There aren’t many detective games where the client who hired you is already dead. There are even fewer set in 1937 Rio de Janeiro, based on the works of Machado de Assis, one of Brazil’s most celebrated writers. Not Sherlock Holmes. Not Agatha Christie. A Brazilian literary giant whose novels most people outside Brazil have probably never heard of. That alone deserves some credit.

You play as a private investigator who receives a letter from one Brás Cubas, a wealthy, arrogant and deeply unpopular Rio tycoon, informing you that he’s been murdered and would very much like you to find out who did it. Fourteen suspects, one day, and a time loop that resets at midnight each time you run out of road. It’s a brilliant setup, and for the first several hours, The Posthumous Investigation absolutely earns it.
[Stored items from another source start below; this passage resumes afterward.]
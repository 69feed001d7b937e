//! Embedding model trait and types.
//!
//! Defines the interface for generating vector embeddings from text.

use knowledge_types::EmbeddingBackend;

use crate::error::EmbeddingError;

/// Vector embedding - a normalized float array.
#[derive(Debug, Clone, PartialEq)]
pub struct Embedding {
    /// The embedding vector (normalized to unit length)
    pub values: Vec<f32>,
}

impl Embedding {
    /// Create a new embedding from a vector.
    /// Normalizes the vector to unit length.
    pub fn new(values: Vec<f32>) -> Self {
        let norm: f32 = values.iter().map(|x| x * x).sum::<f32>().sqrt();
        let normalized = if norm > 0.0 {
            values.iter().map(|x| x / norm).collect()
        } else {
            values
        };
        Self { values: normalized }
    }

    /// Create embedding without normalization (for pre-normalized vectors)
    pub fn from_normalized(values: Vec<f32>) -> Self {
        Self { values }
    }

    /// Get the embedding dimension
    pub fn dimension(&self) -> usize {
        self.values.len()
    }

    /// Compute cosine similarity with another embedding.
    /// Returns value in [-1, 1] range (1 = identical).
    pub fn cosine_similarity(&self, other: &Embedding) -> f32 {
        if self.values.len() != other.values.len() {
            return 0.0;
        }
        // Both are normalized, so the dot product is the cosine
        self.values
            .iter()
            .zip(other.values.iter())
            .map(|(a, b)| a * b)
            .sum()
    }

    pub fn into_values(self) -> Vec<f32> {
        self.values
    }
}

/// Model information
#[derive(Debug, Clone)]
pub struct ModelInfo {
    /// Model identifier (e.g., "text-embedding-v3", "sentence-transformers/all-MiniLM-L6-v2")
    pub name: String,
    /// Embedding dimension, when known before the first call
    pub dimension: Option<usize>,
    /// Maximum sequence length in tokens, when the model exposes one
    pub max_sequence_length: Option<usize>,
}

/// Trait for embedding models.
///
/// Implementations must be thread-safe (Send + Sync) for concurrent use and
/// must return unit-length vectors.
pub trait EmbeddingModel: Send + Sync {
    /// Get model information
    fn info(&self) -> &ModelInfo;

    /// Which backend this model runs on
    fn backend(&self) -> EmbeddingBackend;

    /// Largest number of texts accepted per provider call
    fn max_batch_size(&self) -> usize {
        usize::MAX
    }

    /// Generate embeddings for multiple texts, same order as the input.
    fn embed_batch(&self, texts: &[&str]) -> Result<Vec<Embedding>, EmbeddingError>;

    /// Generate embedding for a single text.
    fn embed(&self, text: &str) -> Result<Embedding, EmbeddingError> {
        self.embed_batch(&[text])?
            .into_iter()
            .next()
            .ok_or_else(|| EmbeddingError::InvalidInput("provider returned no embedding".to_string()))
    }

    /// Generate embeddings for multiple owned strings.
    fn embed_texts(&self, texts: &[String]) -> Result<Vec<Embedding>, EmbeddingError> {
        let refs: Vec<&str> = texts.iter().map(|s| s.as_str()).collect();
        self.embed_batch(&refs)
    }
}

/// Check that every embedding shares one dimension (and the expected one, if given).
///
/// Returns the common dimension, or `None` for an empty slice.
pub fn check_dimensions(
    embeddings: &[Embedding],
    expected: Option<usize>,
) -> Result<Option<usize>, EmbeddingError> {
    let Some(first) = embeddings.first() else {
        return Ok(expected);
    };
    let dimension = expected.unwrap_or(first.dimension());
    for embedding in embeddings {
        if embedding.dimension() != dimension {
            return Err(EmbeddingError::DimensionMismatch {
                expected: dimension,
                actual: embedding.dimension(),
            });
        }
    }
    Ok(Some(dimension))
}
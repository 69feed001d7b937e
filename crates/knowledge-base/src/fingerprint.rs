//! Source set fingerprints.
//!
//! A fingerprint is a SHA-256 digest over the ordered `(path, size, mtime)`
//! triples of the configured sources. File contents are never read, so a
//! change that preserves both size and mtime goes unnoticed.

use std::fmt;
use std::path::{Path, PathBuf};

use sha2::{Digest, Sha256};
use tracing::debug;

use knowledge_types::SourceFile;

use crate::error::KbError;

const FIELD_SEP: u8 = 0x1f;
const RECORD_SEP: u8 = 0x1e;

/// Hex-encoded SHA-256 identity of an ordered source set.
#[derive(Debug, Clone, PartialEq, Eq, Hash)]
pub struct Fingerprint(String);

impl Fingerprint {
    /// Hash the sources in the order given.
    pub fn compute(sources: &[SourceFile]) -> Self {
        let mut hasher = Sha256::new();
        for source in sources {
            hasher.update(source.path.to_string_lossy().as_bytes());
            hasher.update([FIELD_SEP]);
            hasher.update(source.size.to_le_bytes());
            hasher.update([FIELD_SEP]);
            hasher.update(source.modified_nanos().to_le_bytes());
            hasher.update([RECORD_SEP]);
        }
        Self(hex::encode(hasher.finalize()))
    }

    pub fn as_str(&self) -> &str {
        &self.0
    }
}

impl fmt::Display for Fingerprint {
    fn fmt(&self, f: &mut fmt::Formatter<'_>) -> fmt::Result {
        f.write_str(&self.0)
    }
}

impl AsRef<str> for Fingerprint {
    fn as_ref(&self) -> &str {
        &self.0
    }
}

/// Stat every path, in order.
///
/// Fails with `SourceUnavailable` on the first path that is missing,
/// unreadable or not a regular file.
pub fn describe_sources<P: AsRef<Path>>(paths: &[P]) -> Result<Vec<SourceFile>, KbError> {
    paths
        .iter()
        .map(|path| describe_source(path.as_ref()))
        .collect()
}

fn describe_source(path: &Path) -> Result<SourceFile, KbError> {
    let unavailable = |reason: String| KbError::SourceUnavailable {
        path: path.to_path_buf(),
        reason,
    };

    let metadata = std::fs::metadata(path).map_err(|e| unavailable(e.to_string()))?;
    if !metadata.is_file() {
        return Err(unavailable("not a regular file".to_string()));
    }
    let modified = metadata
        .modified()
        .map_err(|e| unavailable(format!("no modification time: {}", e)))?;

    Ok(SourceFile::new(path, metadata.len(), modified))
}

/// Describe and hash the sources in one step.
pub fn fingerprint_sources<P: AsRef<Path>>(paths: &[P]) -> Result<Fingerprint, KbError> {
    let sources = describe_sources(paths)?;
    let fingerprint = Fingerprint::compute(&sources);
    debug!(sources = sources.len(), fingerprint = %fingerprint, "Computed source fingerprint");
    Ok(fingerprint)
}

/// Cache artifact base name for a path set: `kb-<16 hex chars>`.
///
/// Depends on the paths only, so edits to the files reuse the same
/// artifact slot and overwrite it on rebuild.
pub fn cache_base_name<P: AsRef<Path>>(paths: &[P]) -> String {
    let mut hasher = Sha256::new();
    for path in paths {
        hasher.update(path.as_ref().to_string_lossy().as_bytes());
        hasher.update([RECORD_SEP]);
    }
    let digest = hex::encode(hasher.finalize());
    format!("kb-{}", &digest[..16])
}

/// Paths of the sources, for logging.
pub(crate) fn display_paths(paths: &[PathBuf]) -> String {
    paths
        .iter()
        .map(|p| p.display().to_string())
        .collect::<Vec<_>>()
        .join(", ")
}
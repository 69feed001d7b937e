//! # knowledge-embeddings
//!
//! Embedding providers for the tabular knowledge base.
//!
//! Every provider implements [`EmbeddingModel`] and returns L2-normalized
//! vectors, so inner-product search downstream is cosine similarity.
//!
//! ## Providers
//! - [`ApiEmbedder`]: remote OpenAI-compatible batch endpoint with bounded
//!   retries and exponential backoff
//! - [`CandleEmbedder`]: local BERT sentence-transformer via Candle, works
//!   offline once model files are cached
//! - [`HashEmbedder`]: deterministic trigram hashing, no model files at all
//!
//! [`DefaultEmbedderFactory`] picks the provider from
//! [`knowledge_types::EmbeddingSettings`].

pub mod api;
pub mod cache;
pub mod candle;
pub mod error;
pub mod factory;
pub mod hash;
pub mod model;

pub use crate::candle::CandleEmbedder;
pub use api::{ApiEmbedder, ApiEmbedderConfig};
pub use cache::{
    read_hidden_size, split_model_id, ModelCache, ModelPaths, DEFAULT_MODEL_REPO, DEFAULT_REVISION,
    MODEL_FILES,
};
pub use error::EmbeddingError;
pub use factory::{DefaultEmbedderFactory, EmbedderFactory};
pub use hash::HashEmbedder;
pub use knowledge_types::EmbeddingBackend;
pub use model::{Embedding, EmbeddingModel, ModelInfo};
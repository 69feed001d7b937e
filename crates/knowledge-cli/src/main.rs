//! Knowledge base command-line tool.
//!
//! # Usage
//!
//! ```bash
//! kb build --paths data/companies.xlsx,data/concepts.csv
//! kb query "lithium battery suppliers" --top-k 5
//! kb status
//! kb invalidate --purge
//! kb config
//! ```
//!
//! # Configuration
//!
//! Configuration is loaded in order (later sources override earlier):
//! 1. Built-in defaults
//! 2. Config file (~/.config/knowledge-base/config.toml)
//! 3. `--config` file
//! 4. Environment variables (KB_*)
//! 5. CLI flags

use anyhow::Result;
use clap::Parser;

use knowledge_cli::{run, Cli};

fn main() -> Result<()> {
    run(Cli::parse())
}
//! Embedding error types.

use thiserror::Error;

/// Errors that can occur during embedding operations.
#[derive(Debug, Error)]
pub enum EmbeddingError {
    /// Remote service still failing after bounded retries
    #[error("Embedding service failed after {attempts} attempt(s): {message}")]
    Service { attempts: u32, message: String },

    /// HTTP client could not be constructed
    #[error("HTTP client error: {0}")]
    Http(String),

    /// Candle model error
    #[error("Candle error: {0}")]
    Candle(#[from] candle_core::Error),

    /// Tokenizer error
    #[error("Tokenizer error: {0}")]
    Tokenizer(String),

    /// Model file not found
    #[error("Model file not found: {0}")]
    ModelNotFound(String),

    /// Download error
    #[error("Failed to download model: {0}")]
    Download(String),

    /// IO error
    #[error("IO error: {0}")]
    Io(#[from] std::io::Error),

    /// Invalid input
    #[error("Invalid input: {0}")]
    InvalidInput(String),

    /// Dimension mismatch
    #[error("Dimension mismatch: expected {expected}, got {actual}")]
    DimensionMismatch { expected: usize, actual: usize },

    /// Provider configuration error
    #[error("Configuration error: {0}")]
    Config(String),
}

impl EmbeddingError {
    /// True when the remote service exhausted its retries.
    pub fn is_service_failure(&self) -> bool {
        matches!(self, EmbeddingError::Service { .. })
    }
}
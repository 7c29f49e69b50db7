//! kvpool connection - named connection pools for a key-value cache
//!
//! This crate owns the pool registry: one `deadpool` pool per configured
//! source, retrying acquisition with deadlines and cancellation, password
//! authentication of borrowed connections, release with discard-on-error,
//! idle eviction and shutdown.
//!
//! # Example
//!
//! ```ignore
//! use std::sync::Arc;
//! use kvpool_connection::Registry;
//! use kvpool_core::MapConfig;
//! use kvpool_driver_redis::RedisConnector;
//!
//! let config = MapConfig::new().with("redis.names", "main,cache2");
//! let registry = Arc::new(Registry::initialize(&config, Arc::new(RedisConnector::new()))?);
//!
//! let conn = registry.acquire("main").await?;
//! conn.command("SET", &["greeting", "hello"]).await?;
//! registry.release("main", Some(conn)).await?;
//!
//! registry.shutdown();
//! ```

pub mod pool;
mod registry;
pub mod retry;
mod source;

#[cfg(test)]
mod test_support;

pub use pool::{PoolConfig, PoolStats, PooledConnection};
pub use registry::{DEFAULT_SOURCE_NAMES, Registry, RegistryState, SOURCE_NAMES_KEY, parse_source_names};
pub use retry::{AcquireOptions, RetryPolicy};
pub use source::{Source, SourceConfig};
//! Redis driver tests: connecting, commands and reply conversion

#[cfg(test)]
mod tests {
    use std::time::Duration;

    use anyhow::{Context, Result};
    use kvpool_core::{ConnectionFactory, Endpoint, KvError, Reply};
    use kvpool_driver_redis::RedisConnector;
    use pretty_assertions::assert_eq;

    use crate::fixtures::{TestServer, test_server};

    fn endpoint(host: &str, port: u16) -> Endpoint {
        Endpoint::new(host, port).with_timeout(Duration::from_secs(5))
    }

    #[tokio::test]
    #[ignore = "requires Docker"]
    async fn test_connect_and_ping() -> Result<()> {
        let info = test_server(TestServer::Open).await?;
        let conn = RedisConnector::new()
            .connect(&endpoint(&info.host, info.port))
            .await
            .context("connect failed")?;

        assert_eq!(conn.driver_name(), "redis");
        conn.ping().await.context("PING failed")?;
        Ok(())
    }

    #[tokio::test]
    #[ignore = "requires Docker"]
    async fn test_command_replies() -> Result<()> {
        let info = test_server(TestServer::Open).await?;
        let conn = RedisConnector::new()
            .connect(&endpoint(&info.host, info.port))
            .await?;

        assert_eq!(
            conn.command("SET", &["kvpool:test:replies", "hello"]).await?,
            Reply::Okay
        );
        assert_eq!(
            conn.command("GET", &["kvpool:test:replies"]).await?,
            Reply::Data(b"hello".to_vec())
        );
        assert_eq!(
            conn.command("INCRBY", &["kvpool:test:counter", "5"]).await?,
            Reply::Int(5)
        );
        assert_eq!(
            conn.command("GET", &["kvpool:test:missing"]).await?,
            Reply::Nil
        );

        conn.command("RPUSH", &["kvpool:test:list", "a", "b"]).await?;
        let list = conn.command("LRANGE", &["kvpool:test:list", "0", "-1"]).await?;
        assert_eq!(
            list,
            Reply::Array(vec![Reply::Data(b"a".to_vec()), Reply::Data(b"b".to_vec())])
        );

        conn.command(
            "DEL",
            &["kvpool:test:replies", "kvpool:test:counter", "kvpool:test:list"],
        )
        .await?;
        Ok(())
    }

    #[tokio::test]
    #[ignore = "requires Docker"]
    async fn test_unknown_command_is_command_error() -> Result<()> {
        let info = test_server(TestServer::Open).await?;
        let conn = RedisConnector::new()
            .connect(&endpoint(&info.host, info.port))
            .await?;

        let err = conn.command("NOSUCHCOMMAND", &[]).await.unwrap_err();
        assert!(matches!(err, KvError::Command(_)), "got {err:?}");
        assert!(!conn.is_closed());
        Ok(())
    }

    #[tokio::test]
    #[ignore = "requires Docker"]
    async fn test_closed_connection_rejects_commands() -> Result<()> {
        let info = test_server(TestServer::Open).await?;
        let conn = RedisConnector::new()
            .connect(&endpoint(&info.host, info.port))
            .await?;

        conn.close().await?;
        assert!(conn.is_closed());
        assert!(conn.command("PING", &[]).await.is_err());
        Ok(())
    }

    #[tokio::test]
    #[ignore = "requires Docker"]
    async fn test_authentication() -> Result<()> {
        let info = test_server(TestServer::Authenticated).await?;
        let password = info.password.clone().context("password")?;
        let conn = RedisConnector::new()
            .connect(&endpoint(&info.host, info.port))
            .await?;

        let err = conn.authenticate("wrong-password").await.unwrap_err();
        assert!(matches!(err, KvError::Authentication(_)), "got {err:?}");

        conn.authenticate(&password).await?;
        conn.ping().await?;
        Ok(())
    }

    #[tokio::test]
    #[ignore = "requires Docker"]
    async fn test_database_selection() -> Result<()> {
        let info = test_server(TestServer::Open).await?;
        let connector = RedisConnector::new();
        let db0 = connector.connect(&endpoint(&info.host, info.port)).await?;
        let db3 = connector
            .connect(&endpoint(&info.host, info.port).with_database(3))
            .await?;

        db3.command("SET", &["kvpool:test:db", "three"]).await?;
        assert_eq!(db0.command("GET", &["kvpool:test:db"]).await?, Reply::Nil);
        assert_eq!(
            db3.command("GET", &["kvpool:test:db"]).await?,
            Reply::Data(b"three".to_vec())
        );
        db3.command("DEL", &["kvpool:test:db"]).await?;
        Ok(())
    }
}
Mother Gaia Studio, the Brazilian indie team behind it, have done something remarkable with the world. The hand-drawn black and white art is immediately striking, the noir atmosphere of 1930s high-society Rio is beautifully realised, and the writing weaves in characters and details drawn from Machado’s other works, like Dom Casmurro and The Alienist, in a way that makes you want to actually go and read them afterwards. You’re piecing together a proper web of grudges, secrets and motives, and for a while it feels like a genuinely brilliant clue-chasing-and-gradually-crumbling-em-up (it’ll catch on).

There are a couple of grumbles. The game markets itself as light on hand-holding, which isn’t entirely honest. Every time you reset your loop, Brás Cubas pulls you into a debrief and walks you through your evidence, more or less telling you what to do next. Your clue tooltips chip in too, as do your suspect profiles. I ended up deliberately ignoring Cubas and skipping my own notes just to preserve a bit of detective agency, which is a mildly odd thing to have to do in a mystery game.

The back half also leans into repetition more than it needs to. What starts as an atmospheric whodunnit gradually becomes a run-across-town-and-show-someone-a-piece-of-paper-em-up (it’ll catch on, probably). There’s one particular alley you’ll visit so many times you’ll start mentally furnishing it. The time loop is a genuinely clever mechanic, and the game mostly uses it well, but by the final few hours it starts to feel a little more like a commute than a puzzle.

Neither of those things undoes what The Posthumous Investigation gets right, and it gets a lot right. The setting is wonderful, the premise is one of the most original in the genre in years, and the literary angle gives it a flavour you won’t find anywhere else. There’s real craft here, and a genuine passion for the source material that comes through in every scene.

If the idea of a noir mystery set in 1930s Brazil, built on books you’ve probably never read, sounds like exactly your kind of evening, it almost certainly is.